#### Material for this exercise ####
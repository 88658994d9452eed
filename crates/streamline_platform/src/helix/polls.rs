#![forbid(unsafe_code)]

use serde::{Deserialize, Serialize};
use serde_json::{Value, json};

use super::{Helix, HelixError, HelixRequest};
use crate::http::HttpMethod;

const POLLS_PATH: &str = "/polls";

/// Target status when ending a poll.
#[derive(Debug, Clone, Copy, PartialEq, Eq, Serialize, Deserialize)]
#[serde(rename_all = "SCREAMING_SNAKE_CASE")]
pub enum PollStatus {
	Terminated,
	Archived,
}

#[derive(Debug, Clone, PartialEq, Eq, Serialize)]
pub struct NewPollChoice {
	pub title: String,
}

#[derive(Debug, Clone, PartialEq, Eq, Serialize)]
pub struct NewPoll {
	pub title: String,
	pub choices: Vec<NewPollChoice>,
	/// Seconds.
	pub duration: u32,
	#[serde(skip_serializing_if = "Option::is_none")]
	pub channel_points_voting_enabled: Option<bool>,
	#[serde(skip_serializing_if = "Option::is_none")]
	pub channel_points_per_vote: Option<u32>,
}

#[derive(Debug, Clone, PartialEq, Eq, Deserialize)]
pub struct PollChoice {
	pub id: String,
	pub title: String,
	#[serde(default)]
	pub votes: u64,
	#[serde(default)]
	pub channel_points_votes: u64,
}

#[derive(Debug, Clone, PartialEq, Eq, Deserialize)]
pub struct Poll {
	pub id: String,
	#[serde(default)]
	pub broadcaster_id: String,
	pub title: String,
	#[serde(default)]
	pub choices: Vec<PollChoice>,
	#[serde(default)]
	pub status: String,
	#[serde(default)]
	pub duration: u32,
	#[serde(default)]
	pub started_at: Option<String>,
	#[serde(default)]
	pub ended_at: Option<String>,
}

#[derive(Debug, Clone, Default, PartialEq, Eq, Deserialize)]
pub struct Pagination {
	#[serde(default)]
	pub cursor: Option<String>,
}

#[derive(Debug, Clone, PartialEq, Eq, Deserialize)]
pub struct HelixPage<T> {
	pub data: Vec<T>,
	#[serde(default)]
	pub pagination: Pagination,
}

impl<T> HelixPage<T> {
	fn into_first(self) -> Result<T, HelixError> {
		self.data.into_iter().next().ok_or(HelixError::Empty)
	}
}

/// Poll endpoints scoped to the configured broadcaster.
#[derive(Debug, Clone, Copy)]
pub struct Polls<'a> {
	helix: &'a Helix,
}

impl<'a> Polls<'a> {
	pub(super) fn new(helix: &'a Helix) -> Self {
		Self { helix }
	}

	pub async fn find(&self, id: &str) -> Result<Poll, HelixError> {
		let req = HelixRequest::get(POLLS_PATH)
			.param("id", Some(id))
			.param("broadcaster_id", Some(self.helix.user_id()));
		self.helix.request::<HelixPage<Poll>>(req).await?.into_first()
	}

	pub async fn list(&self, after: Option<&str>, first: Option<u32>) -> Result<HelixPage<Poll>, HelixError> {
		let req = HelixRequest::get(POLLS_PATH)
			.param("broadcaster_id", Some(self.helix.user_id()))
			.param("after", after)
			.param("first", first.map(|n| n.to_string()));
		self.helix.request(req).await
	}

	pub async fn create(&self, poll: &NewPoll) -> Result<Poll, HelixError> {
		let mut body = serde_json::to_value(poll).map_err(|e| HelixError::Decode(e.into()))?;
		if let Value::Object(map) = &mut body {
			map.insert("broadcaster_id".into(), Value::String(self.helix.user_id().to_string()));
		}
		let req = HelixRequest::get(POLLS_PATH).body(body);
		self.helix.request::<HelixPage<Poll>>(req).await?.into_first()
	}

	pub async fn end(&self, id: &str, status: PollStatus) -> Result<Poll, HelixError> {
		let req = HelixRequest::get(POLLS_PATH)
			.body(json!({
				"status": status,
				"id": id,
				"broadcaster_id": self.helix.user_id(),
			}))
			.method(HttpMethod::Patch);
		self.helix.request::<HelixPage<Poll>>(req).await?.into_first()
	}
}

#[cfg(test)]
mod tests {
	use super::*;

	#[test]
	fn status_serializes_screaming() {
		assert_eq!(serde_json::to_value(PollStatus::Terminated).expect("encode"), json!("TERMINATED"));
		assert_eq!(serde_json::to_value(PollStatus::Archived).expect("encode"), json!("ARCHIVED"));
	}

	#[test]
	fn empty_page_has_no_first() {
		let page: HelixPage<Poll> = serde_json::from_str(r#"{"data":[]}"#).expect("decode");
		assert!(matches!(page.into_first(), Err(HelixError::Empty)));
	}
}
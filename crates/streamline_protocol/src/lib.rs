#![forbid(unsafe_code)]

//! Chat line codec: tag decoding, line classification, message parsing and
//! the outbound lines a client writes. No I/O.

pub mod message;
pub mod parser;
pub mod tags;
pub mod writer;

pub use message::{Message, MessageKind, UserNoticeKind};
pub use parser::{LineClass, Parser, SYSTEM_SOURCE, split_frame};
pub use tags::{KnownTag, TagValue, Tags, camel_key, parse_tags};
####
_Your assignment_: Only the lines above that hold "super" are wanted. Show every one of them.

_Finished task_:
use super::{Helix, HelixError, HelixRequest};
	pub(super) fn new(helix: &'a Helix) -> Self {
	use super::*;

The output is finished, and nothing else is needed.